“Aravot” expects nothing serious from opposition actions planned for this autumn. The paper says the opposition will only hold a few rallies and repeat its “determination” to topple the ruling regime. But this will not be followed by meaningful actions. Nonetheless, the authorities will take the protests seriously by again blocking access to Yerevan and arresting dozens of protesters, it predicts. “Parallel to that, they will try to convince the Strasbourg Politburo that they have not closed roads or arrested anyone.”
“Our government can celebrate its complete and undisputed victory over the enemy,” “Aravot” comments on Azerbaijan’s calls for the suspension of Armenia’s membership in the Council of Europe. Azerbaijani officials made those calls at the start of this week’s session of the Council of Europe’s Parliamentary Assembly (PACE). The paper says the Armenian government could use that fact to try to discredit the domestic opposition by asserting that “to criticize what is criticized by the Azeris is undoubtedly a high treason.” The same is true for the Azerbaijani authorities. They too have exploited the Karabakh conflict to neutralize their political opponents.
“Haykakan Zhamanak” claims that Moscow’s disregard of Armenian concerns over the closure of the Russian-Georgian border is a logical consequence of Yerevan’s pro-Russian foreign policy. After all, the paper says sarcastically, Foreign Minister Vartan Oskanian himself stated recently that Armenia does not need open borders to develop economically. “All of this is important in that we once again have an occasion to think what purpose Armenia’s foreign policy serves after all.” Armenian foreign policy setbacks were previously justified by the unresolved Karabakh dispute. But its resolution does not seem urgent to the authorities, according to the paper.

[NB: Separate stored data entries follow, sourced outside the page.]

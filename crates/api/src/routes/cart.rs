//! Cart endpoints. Every handler requires an authenticated caller.

use std::sync::Arc;

use axum::Json;
use axum::extract::rejection::JsonRejection;
use axum::extract::{FromRef, Path, State};
use axum::http::StatusCode;
use common::{CartItemId, ProductId};
use domain::{
    Acknowledgement, CartRepository, CartService, CartSummary, ItemResult, ProductLookup,
    TotalItemsSummary,
};
use serde::Deserialize;

use crate::auth::{AuthUser, Authenticator};
use crate::error::ApiError;
use crate::response::ApiResponse;

/// Quantity used when an add request does not name one.
const DEFAULT_QUANTITY: i64 = 1;

/// Shared application state accessible from all handlers.
pub struct AppState<R: CartRepository, P: ProductLookup> {
    pub cart_service: CartService<R, P>,
    pub authenticator: Authenticator,
}

impl<R: CartRepository, P: ProductLookup> FromRef<Arc<AppState<R, P>>> for Authenticator {
    fn from_ref(state: &Arc<AppState<R, P>>) -> Self {
        state.authenticator.clone()
    }
}

// -- Request types --

#[derive(Debug, Deserialize)]
#[serde(rename_all = "camelCase")]
pub struct AddItemRequest {
    pub product_id: Option<i64>,
    pub quantity: Option<i64>,
}

#[derive(Debug, Deserialize)]
pub struct UpdateQuantityRequest {
    pub quantity: Option<i64>,
}

type JsonResult<T> = Result<Json<ApiResponse<T>>, ApiError>;

// -- Handlers --

/// GET /api/cart — the caller's cart with live product data.
#[tracing::instrument(skip(state))]
pub async fn get_cart<R: CartRepository + 'static, P: ProductLookup + 'static>(
    State(state): State<Arc<AppState<R, P>>>,
    AuthUser(user_id): AuthUser,
) -> JsonResult<CartSummary> {
    let summary = state.cart_service.get_cart(user_id).await?;
    Ok(ApiResponse::ok(summary))
}

/// DELETE /api/cart — empties the caller's cart.
#[tracing::instrument(skip(state))]
pub async fn clear_cart<R: CartRepository + 'static, P: ProductLookup + 'static>(
    State(state): State<Arc<AppState<R, P>>>,
    AuthUser(user_id): AuthUser,
) -> JsonResult<Acknowledgement> {
    let ack = state.cart_service.clear_cart(user_id).await?;
    Ok(ApiResponse::ok(ack))
}

/// GET /api/cart/count — total units in the caller's cart.
#[tracing::instrument(skip(state))]
pub async fn count<R: CartRepository + 'static, P: ProductLookup + 'static>(
    State(state): State<Arc<AppState<R, P>>>,
    AuthUser(user_id): AuthUser,
) -> JsonResult<TotalItemsSummary> {
    let summary = state.cart_service.get_total_items(user_id).await?;
    Ok(ApiResponse::ok(summary))
}

/// POST /api/cart/items — adds a product, merging with an existing line.
#[tracing::instrument(skip(state, payload))]
pub async fn add_item<R: CartRepository + 'static, P: ProductLookup + 'static>(
    State(state): State<Arc<AppState<R, P>>>,
    AuthUser(user_id): AuthUser,
    payload: Result<Json<AddItemRequest>, JsonRejection>,
) -> Result<(StatusCode, Json<ApiResponse<ItemResult>>), ApiError> {
    let Json(req) = payload?;
    let product_id = req
        .product_id
        .ok_or_else(|| ApiError::bad_request("MISSING_PRODUCT_ID", "Product id is required"))?;

    let result = state
        .cart_service
        .add_item(
            user_id,
            ProductId::new(product_id),
            req.quantity.unwrap_or(DEFAULT_QUANTITY),
        )
        .await?;

    Ok((StatusCode::CREATED, ApiResponse::ok(result)))
}

/// PUT /api/cart/items/{id} — sets the quantity of one of the caller's items.
#[tracing::instrument(skip(state, payload))]
pub async fn update_item<R: CartRepository + 'static, P: ProductLookup + 'static>(
    State(state): State<Arc<AppState<R, P>>>,
    AuthUser(user_id): AuthUser,
    Path(id): Path<String>,
    payload: Result<Json<UpdateQuantityRequest>, JsonRejection>,
) -> JsonResult<ItemResult> {
    let item_id = CartItemId::new(parse_id(&id)?);
    let Json(req) = payload?;
    let quantity = req
        .quantity
        .ok_or_else(|| ApiError::bad_request("MISSING_QUANTITY", "Quantity is required"))?;

    let result = state
        .cart_service
        .update_item_quantity(user_id, item_id, quantity)
        .await?;
    Ok(ApiResponse::ok(result))
}

/// DELETE /api/cart/items/{id} — removes one of the caller's items.
#[tracing::instrument(skip(state))]
pub async fn remove_item<R: CartRepository + 'static, P: ProductLookup + 'static>(
    State(state): State<Arc<AppState<R, P>>>,
    AuthUser(user_id): AuthUser,
    Path(id): Path<String>,
) -> JsonResult<Acknowledgement> {
    let item_id = CartItemId::new(parse_id(&id)?);
    let ack = state.cart_service.remove_item(user_id, item_id).await?;
    Ok(ApiResponse::ok(ack))
}

/// DELETE /api/cart/products/{product_id} — removes the caller's line for a product.
#[tracing::instrument(skip(state))]
pub async fn remove_product<R: CartRepository + 'static, P: ProductLookup + 'static>(
    State(state): State<Arc<AppState<R, P>>>,
    AuthUser(user_id): AuthUser,
    Path(product_id): Path<String>,
) -> JsonResult<Acknowledgement> {
    let product_id = ProductId::new(parse_id(&product_id)?);
    let ack = state
        .cart_service
        .remove_item_by_product(user_id, product_id)
        .await?;
    Ok(ApiResponse::ok(ack))
}

fn parse_id(id: &str) -> Result<i64, ApiError> {
    id.parse()
        .map_err(|e| ApiError::bad_request("INVALID_ID", format!("Invalid ID format: {e}")))
}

Even the pro-Russian “Hayots Ashkhar” criticizes Russia for keeping its border with Georgia and Azerbaijan closure, saying that it is Armenia that is suffering from the blockade most. “Armenia has found itself in a position of an innocent scapegoat,” says the paper. It says the Russians should have opted for other means of pressure on Georgia that would not have hurt Armenia. “The fact of the closure of the [Russian-Georgian] Upper Lars border crossing could be used by some forces for somehow undermining the Russian-Armenian strategic partnership. However, the majority of the public is deeply aware and conscious that the blockade at Upper Lars is not the kind of issue that could cast doubt on the Russian-Armenian strategic partnership.”